# WHAT IS REQUIRED
Wherever a line in the records below contains "completer", copy that line.

Data extracted from a collection
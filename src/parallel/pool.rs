use super::error::{PoolError, TaskError};
use super::handle::{TaskHandle, task_channel};
use super::queue::ConcurrentQueue;
use std::panic::{self, AssertUnwindSafe};
use std::sync::atomic::{AtomicBool, AtomicUsize, Ordering};
use std::sync::{Arc, Condvar, Mutex, MutexGuard};
use std::thread::{self, JoinHandle};

type Job = Box<dyn FnOnce() + Send + 'static>;

/// State shared between the pool handle and its worker threads
struct Shared {
    queue: ConcurrentQueue<Job>,
    stopping: AtomicBool,
    active: AtomicUsize,
    /// Submitted but not yet finished; guards `stopping` transitions too
    outstanding: Mutex<usize>,
    idle: Condvar,
}

impl Shared {
    fn outstanding(&self) -> MutexGuard<'_, usize> {
        self.outstanding
            .lock()
            .unwrap_or_else(|poisoned| poisoned.into_inner())
    }

    fn finish_one(&self) {
        let mut outstanding = self.outstanding();
        *outstanding -= 1;
        if *outstanding == 0 {
            self.idle.notify_all();
        }
    }
}

/// Fixed-size pool of OS worker threads pulling from one shared queue
///
/// Work items are arbitrary `FnOnce() -> R` closures. Each submission returns
/// a [`TaskHandle`] that resolves to the closure's value, or to
/// [`TaskError::Panicked`] if it panicked. A panicking item never takes its
/// worker down.
///
/// Shutdown drains: items queued before [`WorkerPool::shutdown`] still run,
/// so every handle returned by a successful `submit` is eventually resolved.
pub struct WorkerPool {
    shared: Arc<Shared>,
    workers: Mutex<Vec<JoinHandle<()>>>,
    size: usize,
}

impl WorkerPool {
    /// Start a pool with `num_threads` workers (at least one)
    pub fn new(num_threads: usize) -> Result<Self, PoolError> {
        let size = num_threads.max(1);
        tracing::info!("Creating worker pool with {} threads", size);

        let shared = Arc::new(Shared {
            queue: ConcurrentQueue::new(),
            stopping: AtomicBool::new(false),
            active: AtomicUsize::new(0),
            outstanding: Mutex::new(0),
            idle: Condvar::new(),
        });

        let mut workers = Vec::with_capacity(size);
        for index in 0..size {
            let worker_shared = shared.clone();
            let spawned = thread::Builder::new()
                .name(format!("fileflow-worker-{index}"))
                .spawn(move || worker_loop(index, worker_shared));

            match spawned {
                Ok(handle) => workers.push(handle),
                Err(source) => {
                    shared.stopping.store(true, Ordering::SeqCst);
                    shared.queue.close();
                    for handle in workers {
                        let _ = handle.join();
                    }
                    return Err(PoolError::Spawn { index, source });
                }
            }
        }

        Ok(Self {
            shared,
            workers: Mutex::new(workers),
            size,
        })
    }

    /// Queue a work item and return a handle to its eventual result
    ///
    /// Never blocks on the work itself. Fails with [`PoolError::Stopped`]
    /// once shutdown has begun.
    pub fn submit<F, R>(&self, work: F) -> Result<TaskHandle<R>, PoolError>
    where
        F: FnOnce() -> R + Send + 'static,
        R: Send + 'static,
    {
        let (completer, handle) = task_channel();
        let job: Job = Box::new(move || {
            let outcome = panic::catch_unwind(AssertUnwindSafe(work)).map_err(|payload| {
                let err = TaskError::from_panic(payload);
                tracing::error!("Task execution failed: {}", err);
                err
            });
            completer.complete(outcome);
        });

        // Holding the counter lock orders this push before any shutdown's close().
        let mut outstanding = self.shared.outstanding();
        if self.shared.stopping.load(Ordering::SeqCst) {
            return Err(PoolError::Stopped);
        }
        *outstanding += 1;
        self.shared.queue.push(job);
        Ok(handle)
    }

    /// Block until the queue is empty and no item is executing
    ///
    /// Must not be called from inside a work item of the same pool.
    pub fn wait_for_all(&self) {
        let mut outstanding = self.shared.outstanding();
        while *outstanding > 0 {
            outstanding = self
                .shared
                .idle
                .wait(outstanding)
                .unwrap_or_else(|poisoned| poisoned.into_inner());
        }
    }

    /// Stop accepting work, drain the queue and join every worker
    ///
    /// Idempotent; later calls return immediately.
    pub fn shutdown(&self) {
        {
            let _outstanding = self.shared.outstanding();
            if self.shared.stopping.swap(true, Ordering::SeqCst) {
                return;
            }
        }

        tracing::info!("Shutting down worker pool");
        self.shared.queue.close();

        let workers = std::mem::take(
            &mut *self
                .workers
                .lock()
                .unwrap_or_else(|poisoned| poisoned.into_inner()),
        );
        for handle in workers {
            if handle.join().is_err() {
                tracing::error!("Worker thread exited abnormally");
            }
        }
    }

    /// Number of worker threads
    pub fn size(&self) -> usize {
        self.size
    }

    /// Items currently executing
    pub fn active_count(&self) -> usize {
        self.shared.active.load(Ordering::SeqCst)
    }

    /// Items queued but not yet picked up
    pub fn pending_count(&self) -> usize {
        self.shared.queue.len()
    }

    pub fn is_stopped(&self) -> bool {
        self.shared.stopping.load(Ordering::SeqCst)
    }

    /// Calculate a worker count from CPU cores and configuration limits
    ///
    /// ```text
    /// cores * thread_percentage / 100, at least 1,
    /// capped by max_threads when max_threads > 0
    /// ```
    pub fn optimal_size(max_threads: usize, thread_percentage: u8) -> usize {
        let available_cores = num_cpus::get();
        let by_percentage = std::cmp::max(1, (available_cores * thread_percentage as usize) / 100);

        if max_threads > 0 {
            std::cmp::min(max_threads, by_percentage)
        } else {
            by_percentage
        }
    }
}

impl Drop for WorkerPool {
    fn drop(&mut self) {
        self.shutdown();
    }
}

fn worker_loop(index: usize, shared: Arc<Shared>) {
    tracing::trace!("worker {} polling", index);

    while let Some(job) = shared.queue.pop_blocking() {
        shared.active.fetch_add(1, Ordering::SeqCst);
        job();
        shared.active.fetch_sub(1, Ordering::SeqCst);
        shared.finish_one();
    }

    tracing::trace!("worker {} stopped", index);
}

# FINAL ANSWER
        let (completer, handle) = task_channel();
            completer.complete(outcome);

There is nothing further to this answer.